*** Opening Material for the task ***
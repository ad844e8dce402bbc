//! Configuration schema definitions.
//!
//! This module defines the complete configuration structure for the proxy.
//! There is no config file, environment lookup, or CLI flag: every tunable
//! is a fixed constant surfaced through the `Default` impls, and the process
//! constructs one `ProxyConfig` at startup and shares it immutably.

use serde::{Deserialize, Serialize};

/// Root configuration for the downgrade proxy.
#[derive(Debug, Clone, Deserialize, Serialize, Default)]
#[serde(default)]
pub struct ProxyConfig {
    /// Listener configuration (bind address, accept backlog).
    pub listener: ListenerConfig,

    /// Initial-request receive settings.
    pub receive: ReceiveConfig,

    /// Relay loop settings.
    pub relay: RelayConfig,
}

/// Listener configuration.
#[derive(Debug, Clone, Deserialize, Serialize)]
#[serde(default)]
pub struct ListenerConfig {
    /// Bind address (e.g., "127.0.0.1:8080").
    pub bind_address: String,

    /// Accept backlog passed to listen(2).
    pub backlog: u32,
}

impl Default for ListenerConfig {
    fn default() -> Self {
        Self {
            bind_address: "127.0.0.1:8080".to_string(),
            backlog: 10,
        }
    }
}

/// Settings for receiving the initial request from the client.
#[derive(Debug, Clone, Deserialize, Serialize)]
#[serde(default)]
pub struct ReceiveConfig {
    /// Read buffer size in bytes. A read shorter than this ends the receive.
    pub buffer_size: usize,

    /// Maximum number of failed reads before giving up on the request.
    pub max_tries: u32,

    /// Delay between failed reads in milliseconds.
    pub retry_delay_ms: u64,
}

impl Default for ReceiveConfig {
    fn default() -> Self {
        Self {
            buffer_size: 8192,
            max_tries: 3,
            retry_delay_ms: 100,
        }
    }
}

/// Settings for the bidirectional relay loop.
#[derive(Debug, Clone, Deserialize, Serialize)]
#[serde(default)]
pub struct RelayConfig {
    /// Per-direction read buffer size in bytes.
    pub buffer_size: usize,

    /// Seconds without readable data on either side before the session ends.
    pub idle_timeout_secs: u64,
}

impl Default for RelayConfig {
    fn default() -> Self {
        Self {
            buffer_size: 8192,
            idle_timeout_secs: 60,
        }
    }
}
//! HTTPS-downgrade forward proxy for legacy HTTP clients.
//!
//! Accepts plaintext HTTP requests and HTTPS tunnel requests (CONNECT)
//! from a client that cannot negotiate modern TLS, carries the TLS leg to
//! the origin itself, and rewrites `https://` references in transited
//! content to `http://` so the client never needs TLS support.
//!
//! # Architecture Overview
//!
//! ```text
//!                  ┌───────────────────────────────────────────────────┐
//!                  │                 DOWNGRADE PROXY                    │
//!                  │                                                    │
//!  Legacy client   │  ┌──────────┐   ┌────────────┐   ┌─────────────┐  │
//!  ────────────────┼─▶│   net    │──▶│    http    │──▶│     net     │  │
//!   (plain HTTP/   │  │ listener │   │ interpreter│   │ connect+tls │──┼──▶ Origin
//!    CONNECT)      │  └──────────┘   └────────────┘   └──────┬──────┘  │   (HTTP or
//!                  │                                         │         │    HTTPS)
//!                  │                 ┌────────────┐   ┌──────▼──────┐  │
//!  ◀───────────────┼─────────────────│  rewriter  │◀──│    relay    │◀─┼────
//!                  │                 └────────────┘   └─────────────┘  │
//!                  │                                                    │
//!                  │  ┌──────────────────────────────────────────────┐ │
//!                  │  │  config (fixed constants)  lifecycle  logging │ │
//!                  │  └──────────────────────────────────────────────┘ │
//!                  └───────────────────────────────────────────────────┘
//! ```
//!
//! One task per accepted connection; a session shares nothing mutable with
//! any other session.

// Core subsystems
pub mod config;
pub mod http;
pub mod net;
pub mod relay;

// Cross-cutting concerns
pub mod lifecycle;
pub mod observability;

pub use config::ProxyConfig;
pub use lifecycle::Shutdown;
pub use net::listener::Listener;
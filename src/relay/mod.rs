//! Bidirectional relay between two established streams.
//!
//! # Data Flow
//! ```text
//! client stream ──read──▶ ContentRewriter ──write──▶ origin stream
//! origin stream ──read──▶ ContentRewriter ──write──▶ client stream
//! ```
//!
//! # Design Decisions
//! - Pure byte pump: no HTTP framing or protocol awareness
//! - Per-direction ordering is preserved; there is no ordering guarantee
//!   between the two directions (none is needed)
//! - A slow reader stalls the opposite direction's forwarding; blocking
//!   writes are the only backpressure mechanism
//! - EOF, an I/O error, or an idle period on both sides ends the session

use std::io;
use std::time::Duration;

use tokio::io::{AsyncRead, AsyncReadExt, AsyncWrite, AsyncWriteExt};

use crate::config::RelayConfig;

pub mod rewrite;

pub use rewrite::ContentRewriter;

/// Which side produced the chunk.
enum Readable {
    ClientToOrigin(io::Result<usize>),
    OriginToClient(io::Result<usize>),
}

/// Pump bytes both directions until either side reaches EOF, an I/O error
/// occurs, or neither side produces data within the idle timeout.
///
/// Every chunk passes through the rewriter before being forwarded. Returns
/// `Ok(())` on EOF or idle expiry; both streams are dropped by the caller
/// as a unit regardless of the outcome.
pub async fn run<C, O>(
    client: C,
    origin: O,
    rewriter: &ContentRewriter,
    config: &RelayConfig,
) -> io::Result<()>
where
    C: AsyncRead + AsyncWrite + Unpin,
    O: AsyncRead + AsyncWrite + Unpin,
{
    let idle = Duration::from_secs(config.idle_timeout_secs);
    let (mut client_rd, mut client_wr) = tokio::io::split(client);
    let (mut origin_rd, mut origin_wr) = tokio::io::split(origin);
    let mut client_buf = vec![0u8; config.buffer_size];
    let mut origin_buf = vec![0u8; config.buffer_size];

    loop {
        let readable = tokio::time::timeout(idle, async {
            tokio::select! {
                r = client_rd.read(&mut client_buf) => Readable::ClientToOrigin(r),
                r = origin_rd.read(&mut origin_buf) => Readable::OriginToClient(r),
            }
        })
        .await;

        match readable {
            // Idle timeout: neither side was readable for the whole window.
            Err(_) => {
                tracing::debug!(idle_secs = config.idle_timeout_secs, "Relay idle, closing");
                return Ok(());
            }
            Ok(Readable::ClientToOrigin(read)) => {
                let n = read?;
                if n == 0 {
                    return Ok(());
                }
                origin_wr.write_all(&rewriter.apply(&client_buf[..n])).await?;
            }
            Ok(Readable::OriginToClient(read)) => {
                let n = read?;
                if n == 0 {
                    return Ok(());
                }
                client_wr.write_all(&rewriter.apply(&origin_buf[..n])).await?;
            }
        }
    }
}
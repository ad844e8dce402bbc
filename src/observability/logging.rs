//! Structured logging initialization.

use tracing_subscriber::{layer::SubscriberExt, util::SubscriberInitExt};

/// Initialize the tracing subscriber.
///
/// `RUST_LOG` overrides the default filter.
pub fn init() {
    tracing_subscriber::registry()
        .with(
            tracing_subscriber::EnvFilter::try_from_default_env()
                .unwrap_or_else(|_| "downgrade_proxy=debug".into()),
        )
        .with(tracing_subscriber::fmt::layer())
        .init();
}
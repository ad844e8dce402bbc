//! Observability subsystem.
//!
//! # Design Decisions
//! - Structured logging via the tracing crate; connection IDs tie a
//!   session's log lines together
//! - No metrics or tracing exporters; stdout logs are the only surface

pub mod logging;
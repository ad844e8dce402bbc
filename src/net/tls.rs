//! Origin-side TLS.
//!
//! The legacy client never speaks TLS; for downgrade tunnels the proxy
//! performs the client handshake toward the origin itself. The origin
//! certificate is not verified.

use std::io;
use std::sync::Arc;

use rustls::client::danger::{HandshakeSignatureValid, ServerCertVerified, ServerCertVerifier};
use rustls::pki_types::{CertificateDer, ServerName, UnixTime};
use rustls::{ClientConfig, DigitallySignedStruct, SignatureScheme};
use tokio::net::TcpStream;
use tokio_rustls::client::TlsStream;
use tokio_rustls::TlsConnector;

/// Connector for origin handshakes on downgrade-tunnel sessions.
#[derive(Clone)]
pub struct OriginTlsConnector {
    inner: TlsConnector,
}

impl OriginTlsConnector {
    pub fn new() -> Self {
        let config = ClientConfig::builder()
            .dangerous()
            .with_custom_certificate_verifier(Arc::new(AcceptAnyServerCert))
            .with_no_client_auth();
        Self {
            inner: TlsConnector::from(Arc::new(config)),
        }
    }

    /// Perform the client handshake over an established TCP stream,
    /// using `host` for SNI.
    pub async fn handshake(
        &self,
        host: &str,
        stream: TcpStream,
    ) -> io::Result<TlsStream<TcpStream>> {
        let server_name = ServerName::try_from(host.to_string())
            .map_err(|e| io::Error::new(io::ErrorKind::InvalidInput, e))?;
        self.inner.connect(server_name, stream).await
    }
}

impl Default for OriginTlsConnector {
    fn default() -> Self {
        Self::new()
    }
}

/// Certificate verifier that accepts any origin certificate.
#[derive(Debug)]
struct AcceptAnyServerCert;

impl ServerCertVerifier for AcceptAnyServerCert {
    fn verify_server_cert(
        &self,
        _end_entity: &CertificateDer<'_>,
        _intermediates: &[CertificateDer<'_>],
        _server_name: &ServerName<'_>,
        _ocsp_response: &[u8],
        _now: UnixTime,
    ) -> Result<ServerCertVerified, rustls::Error> {
        Ok(ServerCertVerified::assertion())
    }

    fn verify_tls12_signature(
        &self,
        _message: &[u8],
        _cert: &CertificateDer<'_>,
        _dss: &DigitallySignedStruct,
    ) -> Result<HandshakeSignatureValid, rustls::Error> {
        Ok(HandshakeSignatureValid::assertion())
    }

    fn verify_tls13_signature(
        &self,
        _message: &[u8],
        _cert: &CertificateDer<'_>,
        _dss: &DigitallySignedStruct,
    ) -> Result<HandshakeSignatureValid, rustls::Error> {
        Ok(HandshakeSignatureValid::assertion())
    }

    fn supported_verify_schemes(&self) -> Vec<SignatureScheme> {
        vec![
            SignatureScheme::RSA_PKCS1_SHA256,
            SignatureScheme::RSA_PKCS1_SHA384,
            SignatureScheme::RSA_PKCS1_SHA512,
            SignatureScheme::ECDSA_NISTP256_SHA256,
            SignatureScheme::ECDSA_NISTP384_SHA384,
            SignatureScheme::RSA_PSS_SHA256,
            SignatureScheme::RSA_PSS_SHA384,
            SignatureScheme::RSA_PSS_SHA512,
            SignatureScheme::ED25519,
        ]
    }
}
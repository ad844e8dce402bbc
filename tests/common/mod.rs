//! Shared utilities for integration testing.

use std::net::SocketAddr;
use std::sync::Arc;
use std::time::Duration;

use tokio::io::{AsyncReadExt, AsyncWriteExt};
use tokio::net::TcpListener;
use tokio::sync::mpsc;

use downgrade_proxy::{Listener, ProxyConfig, Shutdown};

/// Start the proxy on an ephemeral port and return its address plus the
/// shutdown handle.
pub async fn start_proxy(mut config: ProxyConfig) -> (SocketAddr, Shutdown) {
    config.listener.bind_address = "127.0.0.1:0".to_string();
    let listener = Listener::bind(Arc::new(config)).await.unwrap();
    let addr = listener.local_addr().unwrap();

    let shutdown = Shutdown::new();
    let rx = shutdown.subscribe();
    tokio::spawn(async move {
        listener.run(rx).await;
    });

    (addr, shutdown)
}

/// Start a mock origin that records each connection's first read and then
/// answers with a fixed response before closing.
pub async fn start_recording_origin(
    response: &'static [u8],
) -> (SocketAddr, mpsc::UnboundedReceiver<Vec<u8>>) {
    let listener = TcpListener::bind("127.0.0.1:0").await.unwrap();
    let addr = listener.local_addr().unwrap();
    let (tx, rx) = mpsc::unbounded_channel();

    tokio::spawn(async move {
        loop {
            match listener.accept().await {
                Ok((mut socket, _)) => {
                    let tx = tx.clone();
                    tokio::spawn(async move {
                        let mut buf = vec![0u8; 8192];
                        if let Ok(n) = socket.read(&mut buf).await {
                            let _ = tx.send(buf[..n].to_vec());
                        }
                        let _ = socket.write_all(response).await;
                        let _ = socket.shutdown().await;
                    });
                }
                Err(_) => break,
            }
        }
    });

    (addr, rx)
}

/// Start a mock origin that accepts, reads, and then goes quiet without
/// ever responding or closing.
pub async fn start_silent_origin() -> SocketAddr {
    let listener = TcpListener::bind("127.0.0.1:0").await.unwrap();
    let addr = listener.local_addr().unwrap();

    tokio::spawn(async move {
        loop {
            match listener.accept().await {
                Ok((mut socket, _)) => {
                    tokio::spawn(async move {
                        let mut buf = vec![0u8; 8192];
                        let _ = socket.read(&mut buf).await;
                        tokio::time::sleep(Duration::from_secs(60)).await;
                        drop(socket);
                    });
                }
                Err(_) => break,
            }
        }
    });

    addr
}

/// Start a mock origin on a fixed address that accepts, reads once, and
/// closes immediately. Used to observe sessions whose origin handshake
/// cannot succeed.
pub async fn start_closing_origin(addr: SocketAddr) {
    let listener = TcpListener::bind(addr).await.unwrap();

    tokio::spawn(async move {
        loop {
            match listener.accept().await {
                Ok((mut socket, _)) => {
                    tokio::spawn(async move {
                        let mut buf = vec![0u8; 8192];
                        let _ = socket.read(&mut buf).await;
                        drop(socket);
                    });
                }
                Err(_) => break,
            }
        }
    });
}

/// Read until EOF or `deadline`, collecting everything received.
pub async fn read_to_end_with_deadline(
    socket: &mut tokio::net::TcpStream,
    deadline: Duration,
) -> Vec<u8> {
    let mut collected = Vec::new();
    let mut buf = vec![0u8; 8192];
    loop {
        match tokio::time::timeout(deadline, socket.read(&mut buf)).await {
            Ok(Ok(0)) | Ok(Err(_)) | Err(_) => break,
            Ok(Ok(n)) => collected.extend_from_slice(&buf[..n]),
        }
    }
    collected
}
//! Shutdown coordination for the proxy.

use tokio::sync::broadcast;

/// Coordinator for clean shutdown of the accept loop.
///
/// Provides a broadcast channel the accept loop subscribes to. In-flight
/// sessions are not aborted; they run to their own completion.
pub struct Shutdown {
    tx: broadcast::Sender<()>,
}

impl Shutdown {
    /// Create a new shutdown coordinator.
    pub fn new() -> Self {
        let (tx, _) = broadcast::channel(1);
        Self { tx }
    }

    /// Subscribe to the shutdown signal.
    pub fn subscribe(&self) -> broadcast::Receiver<()> {
        self.tx.subscribe()
    }

    /// Trigger the shutdown signal.
    pub fn trigger(&self) {
        let _ = self.tx.send(());
    }
}

impl Default for Shutdown {
    fn default() -> Self {
        Self::new()
    }
}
*** Closing Material for the task ***
* **Problem to solve**
List every line from the entries above in which "broadcast" appears.

* **Response area**
use tokio::sync::broadcast;
/// Provides a broadcast channel the accept loop subscribes to. In-flight
    tx: broadcast::Sender<()>,
        let (tx, _) = broadcast::channel(1);
    pub fn subscribe(&self) -> broadcast::Receiver<()> {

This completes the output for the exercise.